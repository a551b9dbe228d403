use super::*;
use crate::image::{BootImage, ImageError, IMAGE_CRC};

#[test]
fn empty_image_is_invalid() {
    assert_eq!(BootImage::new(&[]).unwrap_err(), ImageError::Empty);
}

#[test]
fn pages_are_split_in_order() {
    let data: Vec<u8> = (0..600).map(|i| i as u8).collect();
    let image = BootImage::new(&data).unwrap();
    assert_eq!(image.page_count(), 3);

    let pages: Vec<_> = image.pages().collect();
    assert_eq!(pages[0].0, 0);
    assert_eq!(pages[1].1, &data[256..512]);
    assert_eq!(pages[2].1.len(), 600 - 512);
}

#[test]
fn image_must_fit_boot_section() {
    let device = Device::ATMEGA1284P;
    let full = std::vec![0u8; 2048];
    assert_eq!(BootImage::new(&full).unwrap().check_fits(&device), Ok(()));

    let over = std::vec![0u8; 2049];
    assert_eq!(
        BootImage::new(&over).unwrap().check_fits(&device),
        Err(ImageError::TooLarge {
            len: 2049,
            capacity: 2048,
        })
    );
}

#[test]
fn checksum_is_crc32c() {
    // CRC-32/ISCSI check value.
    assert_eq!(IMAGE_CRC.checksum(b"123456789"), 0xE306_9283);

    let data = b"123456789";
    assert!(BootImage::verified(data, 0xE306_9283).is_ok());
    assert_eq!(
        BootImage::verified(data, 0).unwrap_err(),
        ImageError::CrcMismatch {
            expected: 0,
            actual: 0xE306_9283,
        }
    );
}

——————————

= HOW TO COMPLETE THIS TASK =
What is wanted is an exact repeat of the lines from the one with "let over = std::vec![0u8; 2049];" through the last line of the listing above, and no other text.

= OUTPUT OF THE EXERCISE =
    let over = std::vec![0u8; 2049];
    assert_eq!(
        BootImage::new(&over).unwrap().check_fits(&device),
        Err(ImageError::TooLarge {
            len: 2049,
            capacity: 2048,
        })
    );
}

#[test]
fn checksum_is_crc32c() {
    // CRC-32/ISCSI check value.
    assert_eq!(IMAGE_CRC.checksum(b"123456789"), 0xE306_9283);

    let data = b"123456789";
    assert!(BootImage::verified(data, 0xE306_9283).is_ok());
    assert_eq!(
        BootImage::verified(data, 0).unwrap_err(),
        ImageError::CrcMismatch {
            expected: 0,
            actual: 0xE306_9283,
        }
    );
}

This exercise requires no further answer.